What is needed :: The answer must consist of the listing, reproduced exactly.

Entries provided ::
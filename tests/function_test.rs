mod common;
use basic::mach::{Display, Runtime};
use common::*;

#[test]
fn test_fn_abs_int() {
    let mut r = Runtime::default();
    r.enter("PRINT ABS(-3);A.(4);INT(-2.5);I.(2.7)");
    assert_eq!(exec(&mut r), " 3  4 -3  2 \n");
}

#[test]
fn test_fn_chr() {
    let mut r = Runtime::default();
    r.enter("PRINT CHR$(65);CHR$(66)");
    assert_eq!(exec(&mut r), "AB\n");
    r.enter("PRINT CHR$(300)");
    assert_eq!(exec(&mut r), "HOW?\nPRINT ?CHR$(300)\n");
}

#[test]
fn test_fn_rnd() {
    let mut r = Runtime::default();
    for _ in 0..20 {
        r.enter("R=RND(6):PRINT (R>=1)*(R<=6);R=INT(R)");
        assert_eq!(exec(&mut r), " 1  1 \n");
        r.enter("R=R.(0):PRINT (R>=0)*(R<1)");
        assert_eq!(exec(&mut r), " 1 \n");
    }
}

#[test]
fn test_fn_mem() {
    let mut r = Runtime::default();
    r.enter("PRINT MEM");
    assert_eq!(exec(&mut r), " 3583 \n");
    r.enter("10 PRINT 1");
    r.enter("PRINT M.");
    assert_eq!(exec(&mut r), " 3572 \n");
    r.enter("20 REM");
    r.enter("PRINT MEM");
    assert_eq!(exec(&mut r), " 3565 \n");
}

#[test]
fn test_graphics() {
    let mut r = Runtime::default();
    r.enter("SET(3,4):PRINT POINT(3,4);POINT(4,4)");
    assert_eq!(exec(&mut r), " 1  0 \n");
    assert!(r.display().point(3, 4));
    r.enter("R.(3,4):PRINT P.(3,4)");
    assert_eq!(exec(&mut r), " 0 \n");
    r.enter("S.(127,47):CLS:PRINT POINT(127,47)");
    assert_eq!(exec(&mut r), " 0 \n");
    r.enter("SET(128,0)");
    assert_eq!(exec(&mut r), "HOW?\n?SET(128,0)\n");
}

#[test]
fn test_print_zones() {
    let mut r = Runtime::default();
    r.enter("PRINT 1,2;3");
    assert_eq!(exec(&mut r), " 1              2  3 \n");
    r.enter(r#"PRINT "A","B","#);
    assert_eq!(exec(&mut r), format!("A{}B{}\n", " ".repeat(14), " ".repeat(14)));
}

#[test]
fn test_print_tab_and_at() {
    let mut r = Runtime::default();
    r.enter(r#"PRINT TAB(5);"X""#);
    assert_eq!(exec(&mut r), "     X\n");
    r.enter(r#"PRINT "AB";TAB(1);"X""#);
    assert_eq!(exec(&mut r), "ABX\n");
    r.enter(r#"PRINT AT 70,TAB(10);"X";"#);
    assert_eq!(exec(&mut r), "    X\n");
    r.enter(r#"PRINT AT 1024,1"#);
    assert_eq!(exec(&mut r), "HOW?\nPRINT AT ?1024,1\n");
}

Answer section ::
filename tests/function_test.rs
mod common;
use basic::mach::{Display, Runtime};
use common::*;

#[test]
fn test_fn_abs_int() {
    let mut r = Runtime::default();
    r.enter("PRINT ABS(-3);A.(4);INT(-2.5);I.(2.7)");
    assert_eq!(exec(&mut r), " 3  4 -3  2 \n");
}

#[test]
fn test_fn_chr() {
    let mut r = Runtime::default();
    r.enter("PRINT CHR$(65);CHR$(66)");
    assert_eq!(exec(&mut r), "AB\n");
    r.enter("PRINT CHR$(300)");
    assert_eq!(exec(&mut r), "HOW?\nPRINT ?CHR$(300)\n");
}

#[test]
fn test_fn_rnd() {
    let mut r = Runtime::default();
    for _ in 0..20 {
        r.enter("R=RND(6):PRINT (R>=1)*(R<=6);R=INT(R)");
        assert_eq!(exec(&mut r), " 1  1 \n");
        r.enter("R=R.(0):PRINT (R>=0)*(R<1)");
        assert_eq!(exec(&mut r), " 1 \n");
    }
}

#[test]
fn test_fn_mem() {
    let mut r = Runtime::default();
    r.enter("PRINT MEM");
    assert_eq!(exec(&mut r), " 3583 \n");
    r.enter("10 PRINT 1");
    r.enter("PRINT M.");
    assert_eq!(exec(&mut r), " 3572 \n");
    r.enter("20 REM");
    r.enter("PRINT MEM");
    assert_eq!(exec(&mut r), " 3565 \n");
}

#[test]
fn test_graphics() {
    let mut r = Runtime::default();
    r.enter("SET(3,4):PRINT POINT(3,4);POINT(4,4)");
    assert_eq!(exec(&mut r), " 1  0 \n");
    assert!(r.display().point(3, 4));
    r.enter("R.(3,4):PRINT P.(3,4)");
    assert_eq!(exec(&mut r), " 0 \n");
    r.enter("S.(127,47):CLS:PRINT POINT(127,47)");
    assert_eq!(exec(&mut r), " 0 \n");
    r.enter("SET(128,0)");
    assert_eq!(exec(&mut r), "HOW?\n?SET(128,0)\n");
}

#[test]
fn test_print_zones() {
    let mut r = Runtime::default();
    r.enter("PRINT 1,2;3");
    assert_eq!(exec(&mut r), " 1              2  3 \n");
    r.enter(r#"PRINT "A","B","#);
    assert_eq!(exec(&mut r), format!("A{}B{}\n", " ".repeat(14), " ".repeat(14)));
}

#[test]
fn test_print_tab_and_at() {
    let mut r = Runtime::default();
    r.enter(r#"PRINT TAB(5);"X""#);
    assert_eq!(exec(&mut r), "     X\n");
    r.enter(r#"PRINT "AB";TAB(1);"X""#);
    assert_eq!(exec(&mut r), "ABX\n");
    r.enter(r#"PRINT AT 70,TAB(10);"X";"#);
    assert_eq!(exec(&mut r), "    X\n");
    r.enter(r#"PRINT AT 1024,1"#);
    assert_eq!(exec(&mut r), "HOW?\nPRINT AT ?1024,1\n");
}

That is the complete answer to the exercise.